Carl Vinson

Vinson, Carl

Vinson, Carl (1883–1981), Chair, House Naval Affairs Committee and Armed Services Committee.A rural Georgia lawyer and Democrat, Vinson was elected to the House of Representatives in 1914. He was appointed to the House Naval Affairs Committee in his first term, and throughout his fifty‐year career in the House, he would remain an advocate of strong military defense. In 1931, Vinson became chair of the committee and worked, with the support of President Franklin D. Roosevelt, for naval expansion. The Vinson‐Trammel Act (1934) authorized construction of 102 warships. The Naval Act (1938) provided for a ten‐year, $1.1 billion building program, including all categories of ships, and a doubling of the U.S. Navy's airplanes. In July 1940, Vinson won an emergency “Two Ocean Navy” act, doubling the size of the combat fleet and including the new fast carriers and battleships that would begin to join the fleet in 1943. During World War II, Vinson sponsored bills to curb strikes in defense industries and called for a ban on employment in those industries for anyone suspected of un‐American activities.

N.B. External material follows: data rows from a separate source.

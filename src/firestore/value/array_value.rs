use crate::firestore::value::FirestoreValue;

#[derive(Clone, Debug, PartialEq, Default)]
pub struct ArrayValue {
    values: Vec<FirestoreValue>,
}

impl ArrayValue {
    pub fn new(values: Vec<FirestoreValue>) -> Self {
        Self { values }
    }

    pub fn values(&self) -> &[FirestoreValue] {
        &self.values
    }

    pub fn into_values(self) -> Vec<FirestoreValue> {
        self.values
    }

    pub fn contains(&self, needle: &FirestoreValue) -> bool {
        self.values.iter().any(|candidate| candidate == needle)
    }
}

#[cfg(test)]
mod tests {
    use super::*;

    #[test]
    fn stores_values() {
        let array = ArrayValue::new(vec![FirestoreValue::from_integer(1)]);
        assert_eq!(array.values().len(), 1);
        assert!(array.contains(&FirestoreValue::from_integer(1)));
        assert!(!array.contains(&FirestoreValue::from_double(1.0)));
    }
}
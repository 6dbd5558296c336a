use serde::{Deserialize, Serialize};
use serde_json::Value as JsonValue;

use crate::firestore::core::listen_sequence::ListenSequenceNumber;
use crate::firestore::core::target::Target;
use crate::firestore::core::types::{BatchId, TargetId};
use crate::firestore::error::{data_loss, FirestoreResult};
use crate::firestore::local::target_data::{TargetData, TargetPurpose};
use crate::firestore::model::{
    DocumentKey, MaybeDocument, MutationBatch, NoDocument, ResourcePath, SnapshotVersion,
    Timestamp, UnknownDocument,
};
use crate::firestore::remote::serializer::JsonProtoSerializer;

/// Separates path segments inside encoded keys. Sorts after the composite
/// key separator and before every printable character.
const PATH_SEPARATOR: char = '\u{1}';

pub fn encode_path(path: &ResourcePath) -> String {
    path.as_vec().join(&PATH_SEPARATOR.to_string())
}

pub fn decode_path(encoded: &str) -> ResourcePath {
    if encoded.is_empty() {
        return ResourcePath::root();
    }
    ResourcePath::from_segments(encoded.split(PATH_SEPARATOR))
}

/// Prefix shared by the encoded paths of everything below `path`.
pub fn encode_child_prefix(path: &ResourcePath) -> String {
    if path.is_empty() {
        return String::new();
    }
    let mut prefix = encode_path(path);
    prefix.push(PATH_SEPARATOR);
    prefix
}

pub fn decode_key(encoded: &str) -> FirestoreResult<DocumentKey> {
    DocumentKey::from_path(decode_path(encoded))
}

#[derive(Clone, Debug, Default, Serialize, Deserialize)]
#[serde(rename_all = "camelCase")]
pub struct DbMutationQueue {
    pub user_id: String,
    pub last_acknowledged_batch_id: BatchId,
    /// Base64 write stream token.
    pub last_stream_token: String,
}

#[derive(Clone, Debug, Serialize, Deserialize)]
#[serde(rename_all = "camelCase")]
pub struct DbMutationBatch {
    pub user_id: String,
    pub batch_id: BatchId,
    pub local_write_time: Timestamp,
    #[serde(default)]
    pub base_mutations: Vec<JsonValue>,
    pub mutations: Vec<JsonValue>,
}

#[derive(Clone, Debug, Serialize, Deserialize)]
#[serde(rename_all = "camelCase")]
pub struct DbVersionedKey {
    pub path: String,
    pub version_micros: i64,
}

/// One entry of the remote document cache. Exactly one of `document`,
/// `no_document` and `unknown_document` is set.
#[derive(Clone, Debug, Serialize, Deserialize)]
#[serde(rename_all = "camelCase")]
pub struct DbRemoteDocument {
    #[serde(default, skip_serializing_if = "Option::is_none")]
    pub document: Option<JsonValue>,
    #[serde(default, skip_serializing_if = "Option::is_none")]
    pub no_document: Option<DbVersionedKey>,
    #[serde(default, skip_serializing_if = "Option::is_none")]
    pub unknown_document: Option<DbVersionedKey>,
    #[serde(default)]
    pub has_committed_mutations: bool,
    /// Version of the remote event (or acknowledgement) that wrote the entry.
    pub read_time_micros: i64,
    /// Encoded collection path, for collection scans by read time.
    pub parent_path: String,
}

#[derive(Clone, Debug, Default, Serialize, Deserialize)]
#[serde(rename_all = "camelCase")]
pub struct DbRemoteDocumentGlobal {
    pub byte_size: i64,
}

#[derive(Clone, Debug, Serialize, Deserialize)]
#[serde(rename_all = "camelCase")]
pub struct DbTarget {
    pub target_id: TargetId,
    pub canonical_id: String,
    pub read_time_micros: i64,
    /// Base64 resume token.
    pub resume_token: String,
    pub last_listen_sequence_number: ListenSequenceNumber,
    pub last_limbo_free_snapshot_version_micros: i64,
    #[serde(default, skip_serializing_if = "Option::is_none")]
    pub query: Option<JsonValue>,
    #[serde(default, skip_serializing_if = "Option::is_none")]
    pub documents: Option<JsonValue>,
}

/// Row of the target-document association. Target id 0 is a sentinel row
/// carrying the document's last access sequence number.
#[derive(Clone, Debug, Serialize, Deserialize)]
#[serde(rename_all = "camelCase")]
pub struct DbTargetDocument {
    pub target_id: TargetId,
    pub path: String,
    #[serde(default, skip_serializing_if = "Option::is_none")]
    pub sequence_number: Option<ListenSequenceNumber>,
}

#[derive(Clone, Debug, Default, Serialize, Deserialize)]
#[serde(rename_all = "camelCase")]
pub struct DbTargetGlobal {
    pub highest_target_id: TargetId,
    pub highest_listen_sequence_number: ListenSequenceNumber,
    pub last_remote_snapshot_version_micros: i64,
    pub target_count: i64,
}

#[derive(Clone, Debug, Serialize, Deserialize)]
#[serde(rename_all = "camelCase")]
pub struct DbClientMetadata {
    pub client_id: String,
    pub update_time_ms: i64,
    pub network_enabled: bool,
    pub in_foreground: bool,
}

#[derive(Clone, Debug, Serialize, Deserialize)]
#[serde(rename_all = "camelCase")]
pub struct DbPrimaryClient {
    pub owner_id: String,
    pub allow_tab_synchronization: bool,
    pub lease_timestamp_ms: i64,
}

/// Converts between model types and their persisted records.
#[derive(Clone)]
pub struct LocalSerializer {
    remote: JsonProtoSerializer,
}

impl LocalSerializer {
    pub fn new(remote: JsonProtoSerializer) -> Self {
        Self { remote }
    }

    pub fn remote(&self) -> &JsonProtoSerializer {
        &self.remote
    }

    pub fn to_db_remote_document(
        &self,
        maybe_doc: &MaybeDocument,
        read_time: SnapshotVersion,
    ) -> DbRemoteDocument {
        let parent_path = encode_path(&maybe_doc.key().collection_path());
        let mut record = DbRemoteDocument {
            document: None,
            no_document: None,
            unknown_document: None,
            has_committed_mutations: maybe_doc.has_committed_mutations(),
            read_time_micros: read_time.to_micros(),
            parent_path,
        };
        let versioned = DbVersionedKey {
            path: encode_path(maybe_doc.key().path()),
            version_micros: maybe_doc.version().to_micros(),
        };
        match maybe_doc {
            MaybeDocument::Document(doc) => record.document = Some(self.remote.encode_document(doc)),
            MaybeDocument::NoDocument(_) => record.no_document = Some(versioned),
            MaybeDocument::Unknown(_) => record.unknown_document = Some(versioned),
        }
        record
    }

    pub fn from_db_remote_document(&self, record: &DbRemoteDocument) -> FirestoreResult<MaybeDocument> {
        if let Some(document) = &record.document {
            let doc = self.remote.decode_document(document)?;
            let doc = if record.has_committed_mutations {
                doc.with_committed_mutations()
            } else {
                doc
            };
            return Ok(doc.into());
        }
        if let Some(no_document) = &record.no_document {
            let doc = NoDocument::new(
                decode_key(&no_document.path)?,
                SnapshotVersion::from_micros(no_document.version_micros),
            );
            let doc = if record.has_committed_mutations {
                doc.with_committed_mutations()
            } else {
                doc
            };
            return Ok(doc.into());
        }
        if let Some(unknown) = &record.unknown_document {
            return Ok(UnknownDocument::new(
                decode_key(&unknown.path)?,
                SnapshotVersion::from_micros(unknown.version_micros),
            )
            .into());
        }
        Err(data_loss("Remote document record holds no document"))
    }

    pub fn to_db_mutation_batch(&self, user_id: &str, batch: &MutationBatch) -> DbMutationBatch {
        DbMutationBatch {
            user_id: user_id.to_string(),
            batch_id: batch.batch_id,
            local_write_time: batch.local_write_time,
            base_mutations: batch
                .base_mutations
                .iter()
                .map(|mutation| self.remote.encode_mutation(mutation))
                .collect(),
            mutations: batch
                .mutations
                .iter()
                .map(|mutation| self.remote.encode_mutation(mutation))
                .collect(),
        }
    }

    pub fn from_db_mutation_batch(&self, record: &DbMutationBatch) -> FirestoreResult<MutationBatch> {
        let base_mutations = record
            .base_mutations
            .iter()
            .map(|mutation| self.remote.decode_mutation(mutation))
            .collect::<FirestoreResult<Vec<_>>>()?;
        let mutations = record
            .mutations
            .iter()
            .map(|mutation| self.remote.decode_mutation(mutation))
            .collect::<FirestoreResult<Vec<_>>>()?;
        Ok(MutationBatch::new(
            record.batch_id,
            record.local_write_time,
            base_mutations,
            mutations,
        ))
    }

    pub fn to_db_target(&self, target_data: &TargetData) -> DbTarget {
        let encoded = self.remote.encode_target(target_data);
        DbTarget {
            target_id: target_data.target_id,
            canonical_id: target_data.target.canonical_id(),
            read_time_micros: target_data.snapshot_version.to_micros(),
            resume_token: self.remote.encode_bytes(&target_data.resume_token),
            last_listen_sequence_number: target_data.sequence_number,
            last_limbo_free_snapshot_version_micros: target_data
                .last_limbo_free_snapshot_version
                .to_micros(),
            query: encoded.get("query").cloned(),
            documents: encoded.get("documents").cloned(),
        }
    }

    pub fn from_db_target(&self, record: &DbTarget) -> FirestoreResult<TargetData> {
        let target = self.decode_db_target_definition(record)?;
        let resume_token = self
            .remote
            .decode_bytes(&JsonValue::String(record.resume_token.clone()))?;
        Ok(TargetData::new(
            target,
            record.target_id,
            TargetPurpose::Listen,
            record.last_listen_sequence_number,
        )
        .with_resume_token(
            resume_token,
            SnapshotVersion::from_micros(record.read_time_micros),
        )
        .with_last_limbo_free_snapshot_version(SnapshotVersion::from_micros(
            record.last_limbo_free_snapshot_version_micros,
        )))
    }

    pub fn decode_db_target_definition(&self, record: &DbTarget) -> FirestoreResult<Target> {
        if let Some(documents) = &record.documents {
            return self.remote.decode_documents_target(documents);
        }
        if let Some(query) = &record.query {
            return self.remote.decode_query_target(query);
        }
        Err(data_loss(format!(
            "Target {} has neither a query nor documents",
            record.target_id
        )))
    }
}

Vinson remained head of the Naval Affairs Committee until 1947, and from 1949 to his retirement in 1964, he chaired the House Armed Services Committee, a strong advocate of national defense and containment of communism. A stern taskmaster and skillful legislator, Vinson lost only three floor fights on bills reported by his committee between 1940 and 1964. The navy named a nuclear carrier after him.
[See also Navy, U.S.: 1899–1945; Navy, U.S.: 1946 to the Present.]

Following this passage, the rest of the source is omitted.